(Records excerpted from a collection)
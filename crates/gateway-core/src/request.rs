//! Request types for the gateway.
//!
//! [`GatewayRequest`] is what callers send; [`CompletionRequest`] is what a
//! provider client receives once a route has been chosen.

use crate::error::GatewayError;
use serde::{Deserialize, Serialize};

fn default_task_type() -> String {
    "chat".to_string()
}

/// Inbound request from a calling agent. Immutable once constructed.
#[derive(Debug, Clone, Serialize, Deserialize)]
#[serde(rename_all = "camelCase")]
pub struct GatewayRequest {
    /// Calling tenant
    pub tenant_id: String,

    /// Declared task type, e.g. "chat" or "code"
    #[serde(default = "default_task_type")]
    pub task_type: String,

    /// Conversation payload
    pub messages: Vec<ChatMessage>,

    /// Maximum tokens to generate
    #[serde(default, skip_serializing_if = "Option::is_none")]
    pub max_tokens: Option<u32>,

    /// Deadline for a single upstream attempt
    #[serde(default, skip_serializing_if = "Option::is_none")]
    pub latency_budget_ms: Option<u64>,

    /// Sampling temperature (0.0 - 2.0)
    #[serde(default, skip_serializing_if = "Option::is_none")]
    pub temperature: Option<f32>,

    /// Explicit model override
    #[serde(default, skip_serializing_if = "Option::is_none")]
    pub model: Option<String>,

    /// Caller's cacheability hint
    #[serde(default, skip_serializing_if = "Option::is_none")]
    pub cacheable: Option<bool>,

    /// Streaming response requested
    #[serde(default)]
    pub stream: bool,
}

impl GatewayRequest {
    /// Create a new builder for `GatewayRequest`
    #[must_use]
    pub fn builder() -> GatewayRequestBuilder {
        GatewayRequestBuilder::default()
    }

    /// Validate the request
    ///
    /// # Errors
    /// Returns a validation error naming the offending field
    pub fn validate(&self) -> Result<(), GatewayError> {
        if self.tenant_id.trim().is_empty() {
            return Err(GatewayError::validation(
                "tenantId cannot be empty",
                Some("tenantId".to_string()),
            ));
        }

        if self.messages.is_empty() {
            return Err(GatewayError::validation(
                "messages cannot be empty",
                Some("messages".to_string()),
            ));
        }

        if let Some(temperature) = self.temperature {
            if !(0.0..=2.0).contains(&temperature) {
                return Err(GatewayError::validation(
                    format!("temperature must be between 0.0 and 2.0, got {temperature}"),
                    Some("temperature".to_string()),
                ));
            }
        }

        if self.max_tokens == Some(0) {
            return Err(GatewayError::validation(
                "maxTokens must be greater than 0",
                Some("maxTokens".to_string()),
            ));
        }

        if self.latency_budget_ms == Some(0) {
            return Err(GatewayError::validation(
                "latencyBudgetMs must be greater than 0",
                Some("latencyBudgetMs".to_string()),
            ));
        }

        Ok(())
    }

    /// Total characters across all messages
    #[must_use]
    pub fn total_chars(&self) -> usize {
        self.messages.iter().map(|m| m.content.chars().count()).sum()
    }

    /// Rough input token estimate (four characters per token)
    #[must_use]
    pub fn estimated_tokens(&self) -> u32 {
        let chars = self.total_chars();
        u32::try_from(chars.div_ceil(4)).unwrap_or(u32::MAX)
    }

    /// Concatenated system prompt, if any
    #[must_use]
    pub fn system_prompt(&self) -> Option<String> {
        let parts: Vec<&str> = self
            .messages
            .iter()
            .filter(|m| m.role == MessageRole::System)
            .map(|m| m.content.as_str())
            .collect();
        if parts.is_empty() {
            None
        } else {
            Some(parts.join("\n"))
        }
    }
}

/// Builder for `GatewayRequest`
#[derive(Debug, Default)]
pub struct GatewayRequestBuilder {
    tenant_id: Option<String>,
    task_type: Option<String>,
    messages: Vec<ChatMessage>,
    max_tokens: Option<u32>,
    latency_budget_ms: Option<u64>,
    temperature: Option<f32>,
    model: Option<String>,
    cacheable: Option<bool>,
    stream: bool,
}

impl GatewayRequestBuilder {
    /// Set the tenant
    #[must_use]
    pub fn tenant(mut self, tenant_id: impl Into<String>) -> Self {
        self.tenant_id = Some(tenant_id.into());
        self
    }

    /// Set the task type
    #[must_use]
    pub fn task_type(mut self, task_type: impl Into<String>) -> Self {
        self.task_type = Some(task_type.into());
        self
    }

    /// Set the messages
    #[must_use]
    pub fn messages(mut self, messages: Vec<ChatMessage>) -> Self {
        self.messages = messages;
        self
    }

    /// Add a message
    #[must_use]
    pub fn message(mut self, message: ChatMessage) -> Self {
        self.messages.push(message);
        self
    }

    /// Set max_tokens
    #[must_use]
    pub fn max_tokens(mut self, max_tokens: u32) -> Self {
        self.max_tokens = Some(max_tokens);
        self
    }

    /// Set the latency budget in milliseconds
    #[must_use]
    pub fn latency_budget_ms(mut self, budget: u64) -> Self {
        self.latency_budget_ms = Some(budget);
        self
    }

    /// Set the temperature
    #[must_use]
    pub fn temperature(mut self, temperature: f32) -> Self {
        self.temperature = Some(temperature);
        self
    }

    /// Pin a model
    #[must_use]
    pub fn model(mut self, model: impl Into<String>) -> Self {
        self.model = Some(model.into());
        self
    }

    /// Mark the request cacheable or not
    #[must_use]
    pub fn cacheable(mut self, cacheable: bool) -> Self {
        self.cacheable = Some(cacheable);
        self
    }

    /// Enable streaming
    #[must_use]
    pub fn stream(mut self, stream: bool) -> Self {
        self.stream = stream;
        self
    }

    /// Build the request
    ///
    /// # Errors
    /// Returns error if required fields are missing or invalid
    pub fn build(self) -> Result<GatewayRequest, GatewayError> {
        let tenant_id = self.tenant_id.ok_or_else(|| {
            GatewayError::validation("tenantId is required", Some("tenantId".to_string()))
        })?;

        let request = GatewayRequest {
            tenant_id,
            task_type: self.task_type.unwrap_or_else(default_task_type),
            messages: self.messages,
            max_tokens: self.max_tokens,
            latency_budget_ms: self.latency_budget_ms,
            temperature: self.temperature,
            model: self.model,
            cacheable: self.cacheable,
            stream: self.stream,
        };

        request.validate()?;

        Ok(request)
    }
}

/// Chat message with role and content
#[derive(Debug, Clone, PartialEq, Eq, Hash, Serialize, Deserialize)]
pub struct ChatMessage {
    /// Role of the message author
    pub role: MessageRole,

    /// Text content
    pub content: String,

    /// Optional name of the author
    #[serde(default, skip_serializing_if = "Option::is_none")]
    pub name: Option<String>,
}

impl ChatMessage {
    fn with_role(role: MessageRole, content: impl Into<String>) -> Self {
        Self {
            role,
            content: content.into(),
            name: None,
        }
    }

    /// Create a system message
    #[must_use]
    pub fn system(content: impl Into<String>) -> Self {
        Self::with_role(MessageRole::System, content)
    }

    /// Create a user message
    #[must_use]
    pub fn user(content: impl Into<String>) -> Self {
        Self::with_role(MessageRole::User, content)
    }

    /// Create an assistant message
    #[must_use]
    pub fn assistant(content: impl Into<String>) -> Self {
        Self::with_role(MessageRole::Assistant, content)
    }
}

/// Message role
#[derive(Debug, Clone, Copy, PartialEq, Eq, Hash, Serialize, Deserialize)]
#[serde(rename_all = "lowercase")]
pub enum MessageRole {
    /// System message
    System,
    /// User message
    User,
    /// Assistant message
    Assistant,
}

impl std::fmt::Display for MessageRole {
    fn fmt(&self, f: &mut std::fmt::Formatter<'_>) -> std::fmt::Result {
        match self {
            Self::System => write!(f, "system"),
            Self::User => write!(f, "user"),
            Self::Assistant => write!(f, "assistant"),
        }
    }
}

/// Provider-level request for one routing candidate
#[derive(Debug, Clone, Serialize, Deserialize)]
pub struct CompletionRequest {
    /// Upstream model name
    pub model: String,
    /// Conversation payload
    pub messages: Vec<ChatMessage>,
    /// Maximum tokens to generate
    #[serde(default, skip_serializing_if = "Option::is_none")]
    pub max_tokens: Option<u32>,
    /// Sampling temperature
    #[serde(default, skip_serializing_if = "Option::is_none")]
    pub temperature: Option<f32>,
    /// Streaming requested
    #[serde(default)]
    pub stream: bool,
}

impl CompletionRequest {
    /// Build the upstream request for a chosen model
    #[must_use]
    pub fn for_model(request: &GatewayRequest, model: impl Into<String>) -> Self {
        Self {
            model: model.into(),
            messages: request.messages.clone(),
            max_tokens: request.max_tokens,
            temperature: request.temperature,
            stream: request.stream,
        }
    }
}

Work task
Please give only the count of lines above containing "author".

Solution to the exercise
2